Solr on YARN - simple client / master needed to deploy SolrCloud into YARN.
Start ZooKeeper 3.4.6+ on your local workstation
Upload a Solr tgz bundle to HDFS
hdfs dfs -put solr-4.10.0.tgz /user/timpotter/
- Upload the YARN Prototype JAR to HDFS
cd yarn-proto
mvn clean package
hdfs dfs -put target/yarn-proto-1.0-SNAPSHOT.jar /user/timpotter/
- Create a directory in HDFS for Solr indexes:
hdfs dfs -mkdir solr_data
- Deploy Solr on YARN
hadoop jar target/yarn-proto-1.0-SNAPSHOT.jar \
-nodes=2 \
-zkHost=localhost:2181 \
-solr=hdfs://localhost:9000/user/timpotter/solr-4.10.0.tgz \
-jar=hdfs://localhost:9000/user/timpotter/yarn-proto-1.0-SNAPSHOT.jar \
-memory 512 \
This example will deploy a 2-node SolrCloud cluster using the ZooKeeper listening on localhost:2181, each node is allocated 512M max heap.

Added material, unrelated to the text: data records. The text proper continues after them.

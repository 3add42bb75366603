use std::time::Duration;

use anyhow::{Context, anyhow};
use orbit_client::entities::{network::NetworkConfig, node::mesh_config_path};
use serde_json::{Value, json};

use crate::{
  config::InstallConfig,
  error::InstallError,
  helpers::phase_done,
};

const SQL_READY_TIMEOUT: Duration = Duration::from_secs(30);

/// Seed the authoritative static records for the base domain into the
/// SQL engine once it is reachable. `INSERT OR REPLACE` makes the
/// whole batch idempotent.
pub async fn run(
  config: &InstallConfig,
  network: &NetworkConfig,
) -> Result<(), InstallError> {
  let base = format!(
    "http://127.0.0.1:{}",
    network.sql_http_port
  );
  wait_for_sql(&base).await.map_err(InstallError::config)?;

  // Wildcard records point at every peer's public IP; peers are read
  // from the mesh endpoints, plus this host itself.
  let mut public_ips = vec![config.vps_ip.to_string()];
  if let Ok(Some(mesh)) = mesh::load_config(mesh_config_path()) {
    for peer in &mesh.peers {
      if let Some((host, _)) = peer.endpoint.split_once(':')
        && !public_ips.iter().any(|ip| ip == host)
      {
        public_ips.push(host.to_string());
      }
    }
  }

  let statements =
    zone_statements(&network.base_domain, &public_ips);
  let client = reqwest::Client::new();
  let res = client
    .post(format!("{base}/db/execute"))
    .json(&statements)
    .send()
    .await
    .context("Failed to post zone records to the SQL engine")
    .map_err(InstallError::config)?;
  let status = res.status();
  if !status.is_success() {
    let body = res.text().await.unwrap_or_default();
    return Err(InstallError::config(anyhow!(
      "zone seeding was rejected | {status} | {body}"
    )));
  }

  phase_done("Seed zone records");
  Ok(())
}

async fn wait_for_sql(base: &str) -> anyhow::Result<()> {
  let client = reqwest::Client::builder()
    .timeout(Duration::from_secs(2))
    .build()
    .context("Failed to build http client")?;
  let deadline = tokio::time::Instant::now() + SQL_READY_TIMEOUT;
  loop {
    if let Ok(res) =
      client.get(format!("{base}/status")).send().await
      && res.status().is_success()
    {
      return Ok(());
    }
    if tokio::time::Instant::now() >= deadline {
      return Err(anyhow!(
        "SQL engine at {base} never became reachable"
      ));
    }
    tokio::time::sleep(Duration::from_secs(2)).await;
  }
}

/// The parameterized statement batch for the rqlite execute API.
fn zone_statements(
  base_domain: &str,
  public_ips: &[String],
) -> Value {
  const UPSERT: &str =
    "INSERT OR REPLACE INTO dns_records(name, rtype, content, ttl) VALUES(?, ?, ?, ?)";
  let ns_host = format!("ns1.{base_domain}");
  let mut statements = vec![
    json!([
      UPSERT,
      base_domain,
      "SOA",
      format!("{ns_host}. hostmaster.{base_domain}. 1 7200 3600 1209600 3600"),
      3600
    ]),
    json!([UPSERT, base_domain, "NS", ns_host, 3600]),
  ];
  for (i, ip) in public_ips.iter().enumerate() {
    // first host doubles as the glue target
    if i == 0 {
      statements.push(json!([UPSERT, ns_host, "A", ip, 3600]));
    }
    statements.push(json!([
      UPSERT,
      format!("*.{base_domain}"),
      "A",
      ip,
      300
    ]));
  }
  json!(statements)
}

#[cfg(test)]
mod tests {
  use super::*;

  #[test]
  fn batch_carries_soa_ns_glue_and_wildcards() {
    let ips =
      vec!["203.0.113.1".to_string(), "203.0.113.2".to_string()];
    let batch = zone_statements("example.net", &ips);
    let rows = batch.as_array().unwrap();
    let kinds = rows
      .iter()
      .map(|row| row[2].as_str().unwrap())
      .collect::<Vec<_>>();
    assert_eq!(kinds.iter().filter(|k| **k == "SOA").count(), 1);
    assert_eq!(kinds.iter().filter(|k| **k == "NS").count(), 1);
    // glue + one wildcard per peer
    assert_eq!(kinds.iter().filter(|k| **k == "A").count(), 3);
    assert!(
      rows
        .iter()
        .all(|row| row[0].as_str().unwrap().starts_with("INSERT OR REPLACE"))
    );
  }

  #[test]
  fn rerunning_produces_the_same_batch() {
    let ips = vec!["203.0.113.1".to_string()];
    assert_eq!(
      zone_statements("example.net", &ips),
      zone_statements("example.net", &ips)
    );
  }
}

The client application will output log messages like:
14/11/01 08:52:25 INFO yarn.SolrClient: Submitting application application_1414852034829_0003
14/11/01 08:52:25 INFO impl.YarnClientImpl: Submitted application application_1414852034829_0003
14/11/01 08:52:35 INFO yarn.SolrClient: Solr (application_1414852034829_0003) is RUNNING
For details on how to use the SolrClient utility, do:
hadoop jar target/yarn-proto-1.0-SNAPSHOT.jar --help
- Navigate to the YARN ResourceManager Web UI @ http://localhost:8088/cluster
To stop the Solr application, use yarn application -list to find the APPID for the SolrCloud application:
yarn application -list
yarn application -kill <APPID>
To enable graceful shutdown of Solr running in YARN, we need to deploy the into the Jetty container:
A. Add the YarnShutdownHandler to the list of handlers in example/etc/jetty.xml:
<New id="YarnShutdownHandler" class=""/>
NOTE: Order is important! The YarnShutdownHandler should be listed before the DefaultHandler.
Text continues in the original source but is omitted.